■ **Work to be completed**: Every single record needs to be restated word for word.
Segment Start: Dataset records
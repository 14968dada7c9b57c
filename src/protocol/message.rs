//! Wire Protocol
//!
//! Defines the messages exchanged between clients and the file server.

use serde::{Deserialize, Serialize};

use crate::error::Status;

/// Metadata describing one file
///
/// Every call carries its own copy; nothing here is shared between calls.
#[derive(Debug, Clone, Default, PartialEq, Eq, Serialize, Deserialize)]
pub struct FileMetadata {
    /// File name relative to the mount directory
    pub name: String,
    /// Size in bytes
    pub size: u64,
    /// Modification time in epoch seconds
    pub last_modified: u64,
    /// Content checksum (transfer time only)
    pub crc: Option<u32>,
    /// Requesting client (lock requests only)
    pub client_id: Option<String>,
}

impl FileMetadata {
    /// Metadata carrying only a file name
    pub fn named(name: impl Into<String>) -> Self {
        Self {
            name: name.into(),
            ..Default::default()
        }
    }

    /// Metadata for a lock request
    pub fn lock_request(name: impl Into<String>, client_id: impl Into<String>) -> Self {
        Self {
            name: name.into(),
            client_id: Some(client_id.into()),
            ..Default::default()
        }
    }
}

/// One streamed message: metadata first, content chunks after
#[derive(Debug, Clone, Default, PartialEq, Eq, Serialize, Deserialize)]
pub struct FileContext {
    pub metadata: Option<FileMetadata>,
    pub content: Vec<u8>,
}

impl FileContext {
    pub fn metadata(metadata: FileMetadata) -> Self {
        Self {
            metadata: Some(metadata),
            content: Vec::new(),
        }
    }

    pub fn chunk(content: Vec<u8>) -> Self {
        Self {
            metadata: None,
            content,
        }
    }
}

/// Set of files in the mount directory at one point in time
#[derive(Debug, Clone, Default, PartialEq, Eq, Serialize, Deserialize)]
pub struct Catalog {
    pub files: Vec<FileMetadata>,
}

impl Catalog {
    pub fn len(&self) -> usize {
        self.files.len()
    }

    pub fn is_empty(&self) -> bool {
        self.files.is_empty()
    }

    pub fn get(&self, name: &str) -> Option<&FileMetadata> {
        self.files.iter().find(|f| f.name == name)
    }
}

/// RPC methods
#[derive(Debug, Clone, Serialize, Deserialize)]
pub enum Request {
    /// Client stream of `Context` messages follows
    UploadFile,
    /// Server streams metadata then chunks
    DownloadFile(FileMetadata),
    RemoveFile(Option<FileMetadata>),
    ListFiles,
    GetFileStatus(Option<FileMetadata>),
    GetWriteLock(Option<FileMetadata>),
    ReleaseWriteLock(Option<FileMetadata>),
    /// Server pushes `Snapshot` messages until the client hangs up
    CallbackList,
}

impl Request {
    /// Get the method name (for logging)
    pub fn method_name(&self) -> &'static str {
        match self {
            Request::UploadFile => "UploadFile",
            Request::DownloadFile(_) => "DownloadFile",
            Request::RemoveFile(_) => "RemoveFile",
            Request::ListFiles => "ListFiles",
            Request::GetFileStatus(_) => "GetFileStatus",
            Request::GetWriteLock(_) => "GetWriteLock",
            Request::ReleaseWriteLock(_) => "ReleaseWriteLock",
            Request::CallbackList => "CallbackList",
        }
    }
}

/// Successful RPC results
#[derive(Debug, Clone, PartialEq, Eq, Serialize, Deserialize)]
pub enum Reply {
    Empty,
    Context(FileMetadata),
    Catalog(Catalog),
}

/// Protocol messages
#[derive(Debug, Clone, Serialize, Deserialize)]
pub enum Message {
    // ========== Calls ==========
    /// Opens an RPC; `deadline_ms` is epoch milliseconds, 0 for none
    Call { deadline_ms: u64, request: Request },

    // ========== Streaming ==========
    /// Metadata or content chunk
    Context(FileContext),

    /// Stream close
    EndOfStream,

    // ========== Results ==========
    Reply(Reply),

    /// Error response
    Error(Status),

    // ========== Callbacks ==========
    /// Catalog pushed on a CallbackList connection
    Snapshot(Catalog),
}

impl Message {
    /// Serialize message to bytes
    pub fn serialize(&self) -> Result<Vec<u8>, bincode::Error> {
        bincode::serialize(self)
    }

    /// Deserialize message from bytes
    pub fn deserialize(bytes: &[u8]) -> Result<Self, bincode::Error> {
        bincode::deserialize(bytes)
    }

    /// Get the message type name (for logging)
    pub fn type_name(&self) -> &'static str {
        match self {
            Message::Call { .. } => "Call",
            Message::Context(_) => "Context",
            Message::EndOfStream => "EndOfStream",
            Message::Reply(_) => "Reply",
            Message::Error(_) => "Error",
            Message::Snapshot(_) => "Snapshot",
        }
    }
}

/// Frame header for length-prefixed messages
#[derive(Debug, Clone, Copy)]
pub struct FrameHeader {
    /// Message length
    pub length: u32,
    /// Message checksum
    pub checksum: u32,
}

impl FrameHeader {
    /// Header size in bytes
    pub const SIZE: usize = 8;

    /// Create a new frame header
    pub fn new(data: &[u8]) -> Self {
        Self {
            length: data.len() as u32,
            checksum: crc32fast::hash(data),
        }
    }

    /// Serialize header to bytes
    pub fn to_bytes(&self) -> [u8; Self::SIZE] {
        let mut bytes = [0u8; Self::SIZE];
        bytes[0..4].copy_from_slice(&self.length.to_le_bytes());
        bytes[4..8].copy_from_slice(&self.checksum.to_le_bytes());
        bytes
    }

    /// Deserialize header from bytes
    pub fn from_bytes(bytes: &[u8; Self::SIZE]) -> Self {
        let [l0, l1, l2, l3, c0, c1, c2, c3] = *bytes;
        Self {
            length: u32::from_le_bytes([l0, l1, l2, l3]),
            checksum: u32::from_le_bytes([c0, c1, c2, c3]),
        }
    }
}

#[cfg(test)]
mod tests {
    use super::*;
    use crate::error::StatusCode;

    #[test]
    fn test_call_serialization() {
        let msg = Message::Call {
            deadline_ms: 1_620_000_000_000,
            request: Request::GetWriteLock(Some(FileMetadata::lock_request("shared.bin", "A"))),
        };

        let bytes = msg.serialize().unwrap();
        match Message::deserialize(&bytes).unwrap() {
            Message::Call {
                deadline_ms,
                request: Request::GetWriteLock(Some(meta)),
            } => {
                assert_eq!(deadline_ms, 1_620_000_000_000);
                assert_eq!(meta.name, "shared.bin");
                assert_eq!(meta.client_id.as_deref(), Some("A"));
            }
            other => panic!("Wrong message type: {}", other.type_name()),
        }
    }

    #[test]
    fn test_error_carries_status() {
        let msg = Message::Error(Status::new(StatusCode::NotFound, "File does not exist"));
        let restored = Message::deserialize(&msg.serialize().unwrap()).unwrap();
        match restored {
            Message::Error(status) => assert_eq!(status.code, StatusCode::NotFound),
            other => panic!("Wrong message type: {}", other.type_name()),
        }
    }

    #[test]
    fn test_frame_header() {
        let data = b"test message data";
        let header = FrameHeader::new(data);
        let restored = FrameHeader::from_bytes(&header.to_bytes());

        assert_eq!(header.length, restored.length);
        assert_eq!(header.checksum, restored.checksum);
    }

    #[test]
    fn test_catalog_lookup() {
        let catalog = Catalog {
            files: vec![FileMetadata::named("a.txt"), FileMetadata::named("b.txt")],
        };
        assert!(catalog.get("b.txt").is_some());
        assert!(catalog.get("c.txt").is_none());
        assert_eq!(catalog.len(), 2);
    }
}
Segment End: Dataset records
■ **Finished task**:
repository 14968dada7c9b57c
filename src/protocol/message.rs
//! Wire Protocol
//!
//! Defines the messages exchanged between clients and the file server.

use serde::{Deserialize, Serialize};

use crate::error::Status;

/// Metadata describing one file
///
/// Every call carries its own copy; nothing here is shared between calls.
#[derive(Debug, Clone, Default, PartialEq, Eq, Serialize, Deserialize)]
pub struct FileMetadata {
    /// File name relative to the mount directory
    pub name: String,
    /// Size in bytes
    pub size: u64,
    /// Modification time in epoch seconds
    pub last_modified: u64,
    /// Content checksum (transfer time only)
    pub crc: Option<u32>,
    /// Requesting client (lock requests only)
    pub client_id: Option<String>,
}

impl FileMetadata {
    /// Metadata carrying only a file name
    pub fn named(name: impl Into<String>) -> Self {
        Self {
            name: name.into(),
            ..Default::default()
        }
    }

    /// Metadata for a lock request
    pub fn lock_request(name: impl Into<String>, client_id: impl Into<String>) -> Self {
        Self {
            name: name.into(),
            client_id: Some(client_id.into()),
            ..Default::default()
        }
    }
}

/// One streamed message: metadata first, content chunks after
#[derive(Debug, Clone, Default, PartialEq, Eq, Serialize, Deserialize)]
pub struct FileContext {
    pub metadata: Option<FileMetadata>,
    pub content: Vec<u8>,
}

impl FileContext {
    pub fn metadata(metadata: FileMetadata) -> Self {
        Self {
            metadata: Some(metadata),
            content: Vec::new(),
        }
    }

    pub fn chunk(content: Vec<u8>) -> Self {
        Self {
            metadata: None,
            content,
        }
    }
}

/// Set of files in the mount directory at one point in time
#[derive(Debug, Clone, Default, PartialEq, Eq, Serialize, Deserialize)]
pub struct Catalog {
    pub files: Vec<FileMetadata>,
}

impl Catalog {
    pub fn len(&self) -> usize {
        self.files.len()
    }

    pub fn is_empty(&self) -> bool {
        self.files.is_empty()
    }

    pub fn get(&self, name: &str) -> Option<&FileMetadata> {
        self.files.iter().find(|f| f.name == name)
    }
}

/// RPC methods
#[derive(Debug, Clone, Serialize, Deserialize)]
pub enum Request {
    /// Client stream of `Context` messages follows
    UploadFile,
    /// Server streams metadata then chunks
    DownloadFile(FileMetadata),
    RemoveFile(Option<FileMetadata>),
    ListFiles,
    GetFileStatus(Option<FileMetadata>),
    GetWriteLock(Option<FileMetadata>),
    ReleaseWriteLock(Option<FileMetadata>),
    /// Server pushes `Snapshot` messages until the client hangs up
    CallbackList,
}

impl Request {
    /// Get the method name (for logging)
    pub fn method_name(&self) -> &'static str {
        match self {
            Request::UploadFile => "UploadFile",
            Request::DownloadFile(_) => "DownloadFile",
            Request::RemoveFile(_) => "RemoveFile",
            Request::ListFiles => "ListFiles",
            Request::GetFileStatus(_) => "GetFileStatus",
            Request::GetWriteLock(_) => "GetWriteLock",
            Request::ReleaseWriteLock(_) => "ReleaseWriteLock",
            Request::CallbackList => "CallbackList",
        }
    }
}

/// Successful RPC results
#[derive(Debug, Clone, PartialEq, Eq, Serialize, Deserialize)]
pub enum Reply {
    Empty,
    Context(FileMetadata),
    Catalog(Catalog),
}

/// Protocol messages
#[derive(Debug, Clone, Serialize, Deserialize)]
pub enum Message {
    // ========== Calls ==========
    /// Opens an RPC; `deadline_ms` is epoch milliseconds, 0 for none
    Call { deadline_ms: u64, request: Request },

    // ========== Streaming ==========
    /// Metadata or content chunk
    Context(FileContext),

    /// Stream close
    EndOfStream,

    // ========== Results ==========
    Reply(Reply),

    /// Error response
    Error(Status),

    // ========== Callbacks ==========
    /// Catalog pushed on a CallbackList connection
    Snapshot(Catalog),
}

impl Message {
    /// Serialize message to bytes
    pub fn serialize(&self) -> Result<Vec<u8>, bincode::Error> {
        bincode::serialize(self)
    }

    /// Deserialize message from bytes
    pub fn deserialize(bytes: &[u8]) -> Result<Self, bincode::Error> {
        bincode::deserialize(bytes)
    }

    /// Get the message type name (for logging)
    pub fn type_name(&self) -> &'static str {
        match self {
            Message::Call { .. } => "Call",
            Message::Context(_) => "Context",
            Message::EndOfStream => "EndOfStream",
            Message::Reply(_) => "Reply",
            Message::Error(_) => "Error",
            Message::Snapshot(_) => "Snapshot",
        }
    }
}

/// Frame header for length-prefixed messages
#[derive(Debug, Clone, Copy)]
pub struct FrameHeader {
    /// Message length
    pub length: u32,
    /// Message checksum
    pub checksum: u32,
}

impl FrameHeader {
    /// Header size in bytes
    pub const SIZE: usize = 8;

    /// Create a new frame header
    pub fn new(data: &[u8]) -> Self {
        Self {
            length: data.len() as u32,
            checksum: crc32fast::hash(data),
        }
    }

    /// Serialize header to bytes
    pub fn to_bytes(&self) -> [u8; Self::SIZE] {
        let mut bytes = [0u8; Self::SIZE];
        bytes[0..4].copy_from_slice(&self.length.to_le_bytes());
        bytes[4..8].copy_from_slice(&self.checksum.to_le_bytes());
        bytes
    }

    /// Deserialize header from bytes
    pub fn from_bytes(bytes: &[u8; Self::SIZE]) -> Self {
        let [l0, l1, l2, l3, c0, c1, c2, c3] = *bytes;
        Self {
            length: u32::from_le_bytes([l0, l1, l2, l3]),
            checksum: u32::from_le_bytes([c0, c1, c2, c3]),
        }
    }
}

#[cfg(test)]
mod tests {
    use super::*;
    use crate::error::StatusCode;

    #[test]
    fn test_call_serialization() {
        let msg = Message::Call {
            deadline_ms: 1_620_000_000_000,
            request: Request::GetWriteLock(Some(FileMetadata::lock_request("shared.bin", "A"))),
        };

        let bytes = msg.serialize().unwrap();
        match Message::deserialize(&bytes).unwrap() {
            Message::Call {
                deadline_ms,
                request: Request::GetWriteLock(Some(meta)),
            } => {
                assert_eq!(deadline_ms, 1_620_000_000_000);
                assert_eq!(meta.name, "shared.bin");
                assert_eq!(meta.client_id.as_deref(), Some("A"));
            }
            other => panic!("Wrong message type: {}", other.type_name()),
        }
    }

    #[test]
    fn test_error_carries_status() {
        let msg = Message::Error(Status::new(StatusCode::NotFound, "File does not exist"));
        let restored = Message::deserialize(&msg.serialize().unwrap()).unwrap();
        match restored {
            Message::Error(status) => assert_eq!(status.code, StatusCode::NotFound),
            other => panic!("Wrong message type: {}", other.type_name()),
        }
    }

    #[test]
    fn test_frame_header() {
        let data = b"test message data";
        let header = FrameHeader::new(data);
        let restored = FrameHeader::from_bytes(&header.to_bytes());

        assert_eq!(header.length, restored.length);
        assert_eq!(header.checksum, restored.checksum);
    }

    #[test]
    fn test_catalog_lookup() {
        let catalog = Catalog {
            files: vec![FileMetadata::named("a.txt"), FileMetadata::named("b.txt")],
        };
        assert!(catalog.get("b.txt").is_some());
        assert!(catalog.get("c.txt").is_none());
        assert_eq!(catalog.len(), 2);
    }
}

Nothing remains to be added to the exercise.